Mr. Pegler filed his original opposition to Defendant's Motion on February 22, 2021. (ECF No. 36.) Thereafter, the Court granted Plaintiff's unopposed Motion to Amend seeking to “redo” his opposition and make it “more orderly.” (ECF No. 42 at 2; ECF No. 45; ECF No. 46, Docket Text Order.) As a result, the Court considers Plaintiff's Amended Memorandum as Mr. Pegler's formal opposition to Defendant's Motion. (ECF. No. 48.)

Plaintiff's self-serving statements, however, do not go beyond the pleadings to provide “specific facts showing that there is a genuine issue for trial.” Sally Beauty Co v. Beautyco, Inc., 304 F.3d 964, (10th Cir. 2002). Consequently, the court considers Defendant's facts as undisputed for purposes of summary judgment. See Fed. R. Civ. P. 56(e)(2) (“If a party fails to properly address another party's assertion of fact as required by Rule 56(c), the court may. . . consider the fact undisputed for purpose of the motion.”); see also Hamilton v. Dept. of Veterans Affairs, 2016 WL 7326280, at * 2 (D. Kan. 2016) (explaining that, on summary judgment “[a]lthough the Court affords some leeway to pro se parties, it cannot merely overlook Plaintiff's failure to state and oppose material facts in compliance with the local rules, and Plaintiff's failure to submit admissible evidence.” (quotations and citation omitted)). Accordingly, the following facts are undisputed:

Although the Court deems the facts as presented by Defendant as admitted for the purpose of this motion, the court has reviewed the record evidence cited by Defendant to confirm that the asserted facts are indeed supported. See Fed. R. Civ. P. 56(e)(3).

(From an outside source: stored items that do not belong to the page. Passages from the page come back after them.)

//! The Pie Command-Line Interface.
//!
//! This module is the main entry point for all CLI commands and wires the
//! parser, discovery and REPL together.

use std::fs;
use std::io::{self, Write};
use std::num::NonZeroUsize;
use std::path::{Path, PathBuf};
use std::process::ExitCode;

use clap::Parser;
use termcolor::WriteColor;
use tracing::debug;
use tracing_subscriber::EnvFilter;

use crate::{
    config::{FunctionTypeMode, ParserConfig},
    discovery::{check_files, default_jobs, discover_pie_files, FileReport},
    errors::{print_error, PieError},
    repl::run_repl,
    syntax::{parse_with_config, Lexer, SyntaxError, SyntaxTree},
};

pub mod args;
pub mod output;

use args::{Command, PieArgs};

// ============================================================================
// MAIN ENTRY POINT
// ============================================================================

/// The main entry point for the CLI.
pub fn run() -> ExitCode {
    let args = PieArgs::parse();
    init_logging(args.verbose);

    let config = match args.parser.resolve() {
        Ok(config) => config,
        Err(e) => {
            print_error(e.into());
            return ExitCode::FAILURE;
        }
    };
    debug!(?config, "resolved configuration");

    let result = match args.command {
        Command::Parse { file, json } => parse_command(&file, &config, json),
        Command::Tokens { file } => tokens_command(&file, &config),
        Command::Check { paths, jobs } => {
            return check_command(&paths, &config, jobs.unwrap_or_else(default_jobs));
        }
        Command::RoundTrip { file } => round_trip_command(&file, &config),
        Command::Repl => run_repl(config).map_err(|e| PieError::io("<stdin>", e)),
    };

    match result {
        Ok(()) => ExitCode::SUCCESS,
        Err(e) => {
            print_error(e);
            ExitCode::FAILURE
        }
    }
}

fn init_logging(verbose: u8) {
    let directive = match verbose {
        0 => "pie=warn",
        1 => "pie=debug",
        _ => "pie=trace",
    };
    tracing_subscriber::fmt()
        .compact()
        .with_env_filter(
            EnvFilter::try_from_default_env().unwrap_or_else(|_| EnvFilter::new(directive)),
        )
        .with_writer(std::io::stderr)
        .init();
}

// ============================================================================
// COMMANDS
// ============================================================================

fn parse_command(file: &Path, config: &ParserConfig, json: bool) -> Result<(), PieError> {
    let (_, tree) = read_and_parse(file, config)?;
    let mut stdout = output::stdout();
    if json {
        let rendered = serde_json::to_string_pretty(tree.root())
            .map_err(|e| PieError::io(file.display(), e.into()))?;
        writeln!(stdout, "{rendered}").map_err(|e| PieError::io("<stdout>", e))
    } else {
        output::write_tree(&mut stdout, tree.root()).map_err(|e| PieError::io("<stdout>", e))
    }
}

fn tokens_command(file: &Path, config: &ParserConfig) -> Result<(), PieError> {
    let source = read_source(file)?;
    let tokens = Lexer::new(&source)
        .with_arrow_keywords(config.function_types == FunctionTypeMode::Production)
        .tokenize_with_comments()
        .map_err(|e| {
            PieError::syntax(SyntaxError::Lex(e), file.display().to_string(), source.clone())
        })?;
    output::write_tokens(&mut output::stdout(), &tokens).map_err(|e| PieError::io("<stdout>", e))
}

fn check_command(paths: &[PathBuf], config: &ParserConfig, jobs: NonZeroUsize) -> ExitCode {
    let mut files = Vec::new();
    let mut failed = 0usize;
    for path in paths {
        match discover_pie_files(path) {
            Ok(found) => files.extend(found),
            Err(e) => {
                failed += 1;
                print_error(e);
            }
        }
    }

    let reports = check_files(&files, config, jobs);
    match write_check_reports(&mut output::stdout(), reports, failed) {
        Ok(0) => ExitCode::SUCCESS,
        Ok(_) => ExitCode::FAILURE,
        Err(e) => {
            print_error(PieError::io("<stdout>", e));
            ExitCode::FAILURE
        }
    }
}

/// Prints a status line per report and the summary. Returns the total
/// number of failures, counting the `failed` already seen during discovery.
fn write_check_reports<W: WriteColor>(
    out: &mut W,
    reports: Vec<FileReport>,
    mut failed: usize,
) -> io::Result<usize> {
    let checked = reports.len();
    for report in reports {
        output::print_status(out, report.is_ok(), &report.path.display().to_string())?;
        if let Err(e) = report.result {
            failed += 1;
            print_error(e);
        }
    }

    writeln!(out)?;
    writeln!(out, "Checked {checked} files, {failed} failed")?;
    Ok(failed)
}

fn round_trip_command(file: &Path, config: &ParserConfig) -> Result<(), PieError> {
    let (source, tree) = read_and_parse(file, config)?;
    let rebuilt = tree.to_source();
    if let Some(offset) = first_difference(&source, &rebuilt) {
        return Err(PieError::RoundTrip {
            path: file.display().to_string(),
            offset,
        });
    }
    output::print_status(&mut output::stdout(), true, &format!("{} round-trips", file.display()))
        .map_err(|e| PieError::io("<stdout>", e))
}

// ============================================================================
// HELPER FUNCTIONS
// ============================================================================

fn read_source(file: &Path) -> Result<String, PieError> {
    fs::read_to_string(file).map_err(|e| PieError::io(file.display(), e))
}

fn read_and_parse(file: &Path, config: &ParserConfig) -> Result<(String, SyntaxTree), PieError> {
    let source = read_source(file)?;
    match parse_with_config(&source, config) {
        Ok(tree) => Ok((source, tree)),
        Err(error) => Err(PieError::syntax(error, file.display().to_string(), source)),
    }
}

fn first_difference(left: &str, right: &str) -> Option<usize> {
    if left == right {
        return None;
    }
    let common = left
        .bytes()
        .zip(right.bytes())
        .take_while(|(a, b)| a == b)
        .count();
    Some(common)
}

1. Plaintiff Steven Pegler was hired by Defendant Doug Smith Auto in July 2017 as a salesman. See Second Amended Complaint, “Charge of Discrimination” (ECF No. 14 at 6.)

2. Mr. Pegler interviewed with sales manager Derek Schwendiman. See Deposition of Steven G. Pegler (“Pegler Deposition”) (ECF No. 26-1 at 32-33.)

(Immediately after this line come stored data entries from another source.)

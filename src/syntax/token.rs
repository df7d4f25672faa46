//! Classified lexemes and the trivia that sits between them.

use std::fmt;

use serde::Serialize;

use super::Span;

/// Head-position keywords. Their spellings are ordinary identifiers anywhere
/// the parser does not ask for a keyword.
#[derive(Debug, Clone, Copy, PartialEq, Eq, Hash, Serialize)]
pub enum Keyword {
    Claim,
    Define,
    /// `\`, `λ` or `lambda`
    Lambda,
    /// `->` or `→`
    Arrow,
}

impl Keyword {
    pub const fn spellings(self) -> &'static [&'static str] {
        match self {
            Keyword::Claim => &["claim"],
            Keyword::Define => &["define"],
            Keyword::Lambda => &["\\", "λ", "lambda"],
            Keyword::Arrow => &["->", "→"],
        }
    }

    pub fn from_spelling(text: &str) -> Option<Keyword> {
        [
            Keyword::Claim,
            Keyword::Define,
            Keyword::Lambda,
            Keyword::Arrow,
        ]
        .into_iter()
        .find(|keyword| keyword.spellings().contains(&text))
    }
}

impl fmt::Display for Keyword {
    fn fmt(&self, f: &mut fmt::Formatter<'_>) -> fmt::Result {
        match self {
            Keyword::Claim => write!(f, "claim"),
            Keyword::Define => write!(f, "define"),
            Keyword::Lambda => write!(f, "lambda"),
            Keyword::Arrow => write!(f, "->"),
        }
    }
}

#[derive(Debug, Clone, Copy, PartialEq, Eq, Hash, Serialize)]
pub enum TokenKind {
    /// Starts with a lowercase letter, a symbol or a decimal digit.
    Variable,
    /// Starts with an uppercase letter.
    TypeIdentifier,
    /// `'` followed by one or more identifier-body characters.
    Atom,
    Keyword(Keyword),
    LeftParen,
    RightParen,
    /// Only surfaced by [`Lexer::tokenize_with_comments`](super::Lexer::tokenize_with_comments).
    Comment,
    Eof,
}

impl TokenKind {
    /// Human-readable description used in diagnostics.
    pub fn describe(&self) -> String {
        match self {
            TokenKind::Variable => "identifier".into(),
            TokenKind::TypeIdentifier => "type identifier".into(),
            TokenKind::Atom => "atom".into(),
            TokenKind::Keyword(keyword) => format!("keyword `{keyword}'"),
            TokenKind::LeftParen => "`('".into(),
            TokenKind::RightParen => "`)'".into(),
            TokenKind::Comment => "comment".into(),
            TokenKind::Eof => "end of input".into(),
        }
    }
}

#[derive(Debug, Clone, Copy, PartialEq, Eq, Hash, Serialize)]
pub enum TriviaKind {
    Whitespace,
    Comment,
}

/// Source text that no grammar rule consumes but a round-trip must keep.
#[derive(Debug, Clone, PartialEq, Eq, Serialize)]
pub struct Trivia {
    pub kind: TriviaKind,
    pub text: String,
    pub span: Span,
}

#[derive(Debug, Clone, PartialEq, Eq, Serialize)]
pub struct Token {
    pub kind: TokenKind,
    pub text: String,
    pub span: Span,
    /// Whitespace and comments between the previous token and this one.
    pub leading_trivia: Vec<Trivia>,
}

impl Token {
    pub fn is_eof(&self) -> bool {
        self.kind == TokenKind::Eof
    }
}

impl fmt::Display for Token {
    fn fmt(&self, f: &mut fmt::Formatter<'_>) -> fmt::Result {
        match self.kind {
            TokenKind::Eof => write!(f, "end of input"),
            _ => write!(f, "{}", self.text),
        }
    }
}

3. During Plaintiff's interview, there was no discussion of his religion. See Pegler Deposition (ECF No. 26-1 at 36.)

4. When Plaintiff first started working for the Defendant, he worked from 2:00 p.m. to 9:00 p.m. six days per week. See Pegler Deposition (ECF No. 26-1 at 35-39.)

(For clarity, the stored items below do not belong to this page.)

//! Lexical classifier for Pie source text.
//!
//! Characters are classified by Unicode general category:
//!
//! - variables start with `Ll`, a symbol (`Pc`, `Pd`, `Pf`, `Pi`, `S*`) or `Nd`
//! - type identifiers start with `Lu`
//! - both continue with any letter, `Nd` or symbol
//! - atoms are a quote followed by one or more continuation characters
//! - `;` starts a comment running to the end of the line
//!
//! Keywords are not a lexical class of their own. The parser requests each
//! token under a [`LexMode`] and only head positions turn a matching spelling
//! into a [`TokenKind::Keyword`].

use once_cell::sync::Lazy;
use regex::Regex;

use super::error::LexError;
use super::token::{Keyword, Token, TokenKind, Trivia, TriviaKind};
use super::Span;

const SYMBOL: &str = r"\p{Pc}\p{Pd}\p{Pf}\p{Pi}\p{S}";

static VARIABLE: Lazy<Regex> = Lazy::new(|| {
    Regex::new(&format!(r"^[\p{{Ll}}{SYMBOL}\p{{Nd}}][\p{{L}}\p{{Nd}}{SYMBOL}]*"))
        .expect("variable pattern is a valid regex")
});

static TYPE_IDENTIFIER: Lazy<Regex> = Lazy::new(|| {
    Regex::new(&format!(r"^\p{{Lu}}[\p{{L}}\p{{Nd}}{SYMBOL}]*"))
        .expect("type identifier pattern is a valid regex")
});

static ATOM: Lazy<Regex> = Lazy::new(|| {
    Regex::new(&format!(r"^'[\p{{L}}\p{{Nd}}{SYMBOL}]+")).expect("atom pattern is a valid regex")
});

/// What the parser is prepared to accept at the next token.
#[derive(Debug, Clone, Copy, PartialEq, Eq)]
pub enum LexMode {
    /// No keywords; every identifier-shaped run is a variable or type identifier.
    Plain,
    /// Right after a nested `(`: lambda heads and, if enabled, arrows.
    Head,
    /// Right after a top-level `(`: additionally `claim` and `define`.
    TopLevelHead,
}

impl LexMode {
    fn allows(self, keyword: Keyword, arrow_keywords: bool) -> bool {
        match (self, keyword) {
            (LexMode::Plain, _) => false,
            (_, Keyword::Lambda) => true,
            (_, Keyword::Arrow) => arrow_keywords,
            (LexMode::TopLevelHead, Keyword::Claim | Keyword::Define) => true,
            (LexMode::Head, Keyword::Claim | Keyword::Define) => false,
        }
    }
}

/// Turns a cursor position into the next token, advancing past it.
#[derive(Debug, Clone)]
pub struct Lexer<'src> {
    source: &'src str,
    position: usize,
    arrow_keywords: bool,
}

impl<'src> Lexer<'src> {
    pub fn new(source: &'src str) -> Self {
        Self {
            source,
            position: 0,
            arrow_keywords: false,
        }
    }

    /// Treat `->` and `→` as keywords in head position.
    pub fn with_arrow_keywords(mut self, enabled: bool) -> Self {
        self.arrow_keywords = enabled;
        self
    }

    pub fn position(&self) -> usize {
        self.position
    }

    fn rest(&self) -> &'src str {
        &self.source[self.position..]
    }

    fn text(&self, span: Span) -> &'src str {
        &self.source[span.as_range()]
    }

    /// Consumes whitespace and comments.
    fn skip_trivia(&mut self) -> Vec<Trivia> {
        let mut trivia = Vec::new();
        loop {
            let rest = self.rest();
            let (kind, len) = match rest.chars().next() {
                Some(c) if c.is_whitespace() => {
                    let len = rest.find(|c: char| !c.is_whitespace()).unwrap_or(rest.len());
                    (TriviaKind::Whitespace, len)
                }
                Some(';') => {
                    let len = rest.find(|c: char| c == '\n' || c == '\r').unwrap_or(rest.len());
                    (TriviaKind::Comment, len)
                }
                _ => return trivia,
            };
            let span = Span::new(self.position, self.position + len);
            self.position = span.end;
            trivia.push(Trivia {
                kind,
                text: self.text(span).to_string(),
                span,
            });
        }
    }

    /// Lexes the next token under `mode`. At end of input this returns an
    /// [`TokenKind::Eof`] token carrying the trailing trivia.
    pub fn next_token(&mut self, mode: LexMode) -> Result<Token, LexError> {
        let leading_trivia = self.skip_trivia();
        let start = self.position;
        let rest = self.rest();

        let Some(c) = rest.chars().next() else {
            return Ok(self.finish(TokenKind::Eof, start, leading_trivia));
        };

        let (kind, len) = match c {
            '(' => (TokenKind::LeftParen, 1),
            ')' => (TokenKind::RightParen, 1),
            '\'' => match ATOM.find(rest) {
                Some(m) => (TokenKind::Atom, m.end()),
                None => {
                    return Err(LexError::IncompleteAtom {
                        span: Span::new(start, start + 1),
                    })
                }
            },
            '\\' if mode.allows(Keyword::Lambda, self.arrow_keywords) => {
                (TokenKind::Keyword(Keyword::Lambda), 1)
            }
            _ => {
                if let Some(m) = VARIABLE.find(rest) {
                    let kind = Keyword::from_spelling(m.as_str())
                        .filter(|keyword| mode.allows(*keyword, self.arrow_keywords))
                        .map_or(TokenKind::Variable, TokenKind::Keyword);
                    (kind, m.end())
                } else if let Some(m) = TYPE_IDENTIFIER.find(rest) {
                    (TokenKind::TypeIdentifier, m.end())
                } else {
                    return Err(LexError::UnrecognizedCharacter {
                        character: c,
                        span: Span::new(start, start + c.len_utf8()),
                    });
                }
            }
        };

        self.position += len;
        Ok(self.finish(kind, start, leading_trivia))
    }

    fn finish(&self, kind: TokenKind, start: usize, leading_trivia: Vec<Trivia>) -> Token {
        let span = Span::new(start, self.position);
        Token {
            kind,
            text: self.text(span).to_string(),
            span,
            leading_trivia,
        }
    }

    /// Lexes the whole input, choosing the mode for each token the way the
    /// parser would for a well-formed program. The last token is always
    /// [`TokenKind::Eof`].
    pub fn tokenize(mut self) -> Result<Vec<Token>, LexError> {
        let mut tokens = Vec::new();
        let mut depth = 0usize;
        let mut mode = LexMode::Plain;
        let mut after_lambda = false;
        loop {
            let token = self.next_token(mode)?;
            mode = match token.kind {
                TokenKind::LeftParen if after_lambda => LexMode::Plain,
                TokenKind::LeftParen if depth == 0 => LexMode::TopLevelHead,
                TokenKind::LeftParen => LexMode::Head,
                _ => LexMode::Plain,
            };
            match token.kind {
                TokenKind::LeftParen => depth += 1,
                TokenKind::RightParen => depth = depth.saturating_sub(1),
                _ => {}
            }
            after_lambda = token.kind == TokenKind::Keyword(Keyword::Lambda);
            let done = token.is_eof();
            tokens.push(token);
            if done {
                return Ok(tokens);
            }
        }
    }

    /// Like [`tokenize`](Self::tokenize), but comments become
    /// [`TokenKind::Comment`] tokens and the end-of-input token is dropped.
    pub fn tokenize_with_comments(self) -> Result<Vec<Token>, LexError> {
        let mut listing = Vec::new();
        for mut token in self.tokenize()? {
            for trivia in std::mem::take(&mut token.leading_trivia) {
                if trivia.kind == TriviaKind::Comment {
                    listing.push(Token {
                        kind: TokenKind::Comment,
                        text: trivia.text,
                        span: trivia.span,
                        leading_trivia: Vec::new(),
                    });
                }
            }
            if !token.is_eof() {
                listing.push(token);
            }
        }
        Ok(listing)
    }
}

5. All of the other salespeople at Doug Smith Auto worked five days per week and had a double shift one day per week from 8:00 a.m. to 9:00 p.m. See Pegler Deposition (ECF No. 26-1 at 33-34.)

6. Mr. Pegler, however, was not required to work a double shift because he suffered from sleep apnea. See Pegler Deposition (ECF No. 26-1 at 35.)

7. Around March 1, 2018, Doug Smith Auto managers Jon Cassel and Rich Green told Plaintiff they were requiring him to take Thursdays off, thereby reducing Plaintiff's work to five days a week. See Pegler Deposition (ECF No. 26-1 at 75.)

8. Mr. Pegler is Jewish. See Second Amended Complaint, “Charge of Discrimination” (ECF No. 14 at 6.)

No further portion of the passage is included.